理由はない。ただ、助けなければ僕は僕でいられない。

食う寝ると同じで、救うことは僕が生きているために必要なことなんだ。

僕による、僕のためだけの救済。どうだ?聖人とはかけ離れた傲慢さだろ?

 

『…………』

 

…………

 

『……ふ、ふは、ふはははははは!斯様な世にも、未だに貴様のような阿呆が残っていたか!』

 

『佳い、実に佳い啖呵だったぞ!…なればこそ、貴様は生きる他にあるまい』

 

『故に、余を受け入れよ』

 

『今より余が貴様の核と化し、汝の救済、その胎動を与える』

 

 

【故に、余の名を讃えよ!!】

 

 

❐❏❐❏❐❏

先程の建物から少し離れたとあるビルの屋上。ボロ切れの男が、目を細めながら弓に手をかける。

 

「…おい、マスター。あの坊主は誰も連れずに1人でここまでノコノコ歩いてきた。そうだよな?」

 

『あぁ、そうだ。
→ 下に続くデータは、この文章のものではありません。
use std::sync::atomic::{AtomicBool, AtomicU64, Ordering};
use std::sync::{Arc, RwLock};
use std::time::{Duration, Instant};

use tracing::warn;

static METRICS_LOCK_POISON_WARNED: AtomicBool = AtomicBool::new(false);

fn warn_metrics_lock_poison_once(operation: &'static str) {
    if METRICS_LOCK_POISON_WARNED
        .compare_exchange(false, true, Ordering::Relaxed, Ordering::Relaxed)
        .is_ok()
    {
        warn!(operation, "metrics lock poisoned; recovered inner value");
    }
}

#[derive(Debug, Clone, Copy, Default, PartialEq)]
pub struct LoopMetricsSnapshot {
    pub fps: f32,
    pub tps: f32,
    pub frame_time_ms: f32,
    pub skipped_frames: u32,
    pub active_obstacles: usize,
    pub score: u64,
}

/// Latest loop metrics, published by the simulation thread and readable
/// from any thread. The live score is updated every loop iteration; the
/// snapshot once per metrics interval.
#[derive(Clone, Debug)]
pub struct MetricsHandle {
    snapshot: Arc<RwLock<LoopMetricsSnapshot>>,
    live_score: Arc<AtomicU64>,
}

impl Default for MetricsHandle {
    fn default() -> Self {
        Self {
            snapshot: Arc::new(RwLock::new(LoopMetricsSnapshot::default())),
            live_score: Arc::new(AtomicU64::new(0)),
        }
    }
}

impl MetricsHandle {
    /// Score of the current (or most recent) session.
    pub fn live_score(&self) -> u64 {
        self.live_score.load(Ordering::Acquire)
    }

    pub(crate) fn publish_score(&self, score: u64) {
        self.live_score.store(score, Ordering::Release);
    }

    pub fn snapshot(&self) -> LoopMetricsSnapshot {
        match self.snapshot.read() {
            Ok(guard) => *guard,
            Err(poisoned) => {
                warn_metrics_lock_poison_once("read");
                *poisoned.into_inner()
            }
        }
    }

    pub(crate) fn publish(&self, snapshot: LoopMetricsSnapshot) {
        match self.snapshot.write() {
            Ok(mut guard) => *guard = snapshot,
            Err(poisoned) => {
                warn_metrics_lock_poison_once("write");
                *poisoned.into_inner() = snapshot;
            }
        }
    }
}

/// Counts frames and ticks over an interval and turns them into rates.
#[derive(Debug)]
pub(crate) struct MetricsAccumulator {
    interval_start: Instant,
    interval: Duration,
    frames: u32,
    skipped_frames: u32,
    ticks: u32,
    frame_time_sum: Duration,
}

impl MetricsAccumulator {
    pub(crate) fn new(interval: Duration, now: Instant) -> Self {
        Self {
            interval_start: now,
            interval: if interval.is_zero() {
                Duration::from_secs(1)
            } else {
                interval
            },
            frames: 0,
            skipped_frames: 0,
            ticks: 0,
            frame_time_sum: Duration::ZERO,
        }
    }

    pub(crate) fn record_frame(&mut self, frame_dt: Duration) {
        self.frames = self.frames.saturating_add(1);
        self.frame_time_sum = self.frame_time_sum.saturating_add(frame_dt);
    }

    pub(crate) fn record_skipped_frame(&mut self) {
        self.skipped_frames = self.skipped_frames.saturating_add(1);
    }

    pub(crate) fn record_ticks(&mut self, ticks: u32) {
        self.ticks = self.ticks.saturating_add(ticks);
    }

    /// Emits a snapshot once per interval. `active_obstacles` and `score`
    /// are copied through as-is.
    pub(crate) fn maybe_snapshot(
        &mut self,
        now: Instant,
        active_obstacles: usize,
        score: u64,
    ) -> Option<LoopMetricsSnapshot> {
        let elapsed = now.saturating_duration_since(self.interval_start);
        if elapsed < self.interval {
            return None;
        }

        let elapsed_seconds = elapsed.as_secs_f32().max(f32::EPSILON);
        let frame_time_ms = if self.frames == 0 {
            0.0
        } else {
            (self.frame_time_sum.as_secs_f32() / self.frames as f32) * 1000.0
        };

        let snapshot = LoopMetricsSnapshot {
            fps: self.frames as f32 / elapsed_seconds,
            tps: self.ticks as f32 / elapsed_seconds,
            frame_time_ms,
            skipped_frames: self.skipped_frames,
            active_obstacles,
            score,
        };

        self.interval_start = now;
        self.frames = 0;
        self.skipped_frames = 0;
        self.ticks = 0;
        self.frame_time_sum = Duration::ZERO;

        Some(snapshot)
    }
}

#[cfg(test)]
mod tests {
    use std::thread;

    use super::*;

    #[test]
    fn snapshot_computes_rates_over_interval() {
        let base = Instant::now();
        let mut accumulator = MetricsAccumulator::new(Duration::from_secs(1), base);

        accumulator.record_frame(Duration::from_millis(16));
        accumulator.record_frame(Duration::from_millis(16));
        accumulator.record_ticks(4);
        accumulator.record_skipped_frame();

        let snapshot = accumulator
            .maybe_snapshot(base + Duration::from_secs(1), 3, 120)
            .expect("snapshot should be emitted");

        assert!((snapshot.fps - 2.0).abs() < 0.05);
        assert!((snapshot.tps - 4.0).abs() < 0.05);
        assert!((snapshot.frame_time_ms - 16.0).abs() < 0.001);
        assert_eq!(snapshot.skipped_frames, 1);
        assert_eq!(snapshot.active_obstacles, 3);
        assert_eq!(snapshot.score, 120);
    }

    #[test]
    fn snapshot_not_emitted_before_interval() {
        let base = Instant::now();
        let mut accumulator = MetricsAccumulator::new(Duration::from_secs(1), base);
        accumulator.record_frame(Duration::from_millis(16));

        assert!(accumulator
            .maybe_snapshot(base + Duration::from_millis(500), 0, 0)
            .is_none());
    }

    #[test]
    fn counters_reset_after_snapshot() {
        let base = Instant::now();
        let mut accumulator = MetricsAccumulator::new(Duration::from_secs(1), base);
        accumulator.record_ticks(60);
        accumulator.maybe_snapshot(base + Duration::from_secs(1), 0, 0);

        let second = accumulator
            .maybe_snapshot(base + Duration::from_secs(2), 0, 0)
            .expect("second snapshot");
        assert_eq!(second.tps, 0.0);
    }

    #[test]
    fn publish_recovers_after_poison_without_panic() {
        let handle = MetricsHandle::default();
        let lock = Arc::clone(&handle.snapshot);
        let _ = thread::spawn(move || {
            let _guard = lock.write().expect("write guard");
            panic!("poison metrics lock");
        })
        .join();

        let expected = LoopMetricsSnapshot {
            fps: 15.0,
            tps: 60.0,
            frame_time_ms: 11.0,
            skipped_frames: 0,
            active_obstacles: 2,
            score: 7,
        };
        handle.publish(expected);
        assert_eq!(handle.snapshot(), expected);
    }
}
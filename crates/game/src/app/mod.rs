mod atomic_io;
mod bootstrap;
mod leaderboard;
mod loop_runner;
mod scores;

use std::time::{SystemTime, UNIX_EPOCH};

pub(crate) use bootstrap::build_app;
pub(crate) use loop_runner::run;

/// Wall-clock milliseconds since the Unix epoch; 0 if the clock is before it.
pub(crate) fn now_ms() -> u64 {
    SystemTime::now()
        .duration_since(UNIX_EPOCH)
        .map(|elapsed| elapsed.as_millis() as u64)
        .unwrap_or(0)
}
何か問題でも起きたか?』

 

「なら、あれは何だ(・・・・・)。これだけ離れてもこの圧力、とてもだが並の英霊たぁ思えねぇぞ」

 

天高く、黒々とした(のろ)いとも呼べる魔力の渦が突き上がる。

 

『な…が起き…るか……が、一…撤退し…、ア…ー。おま…が言…ならそ……険とい…と…』

 

「何だ、どうしたマスター!おい!おい!!…畜生、こちとら令呪で繋がってんだぞ、こんな事あるかよ、」

 

と、そこまで口にして、ボロ切れの男は口を止めた。視線を上げ、そこにいたのは。

 

「未だ残っていたか。良かろう、今宵は余の初陣だ。盛大な救済の礎に、貴様の魂を焚べてやろう」

 

「余を讃えよ。余の偉業を讃えよ。余の悲劇を讃えよ。余の栄誉を讃えよ。余の救済を讃えよ。

讃えよ。讃えよ。讃えよ。讃えよ。讃えよ。讃えよ。讃えよ。讃えよ。讃えよ。讃えよ。讃えよ。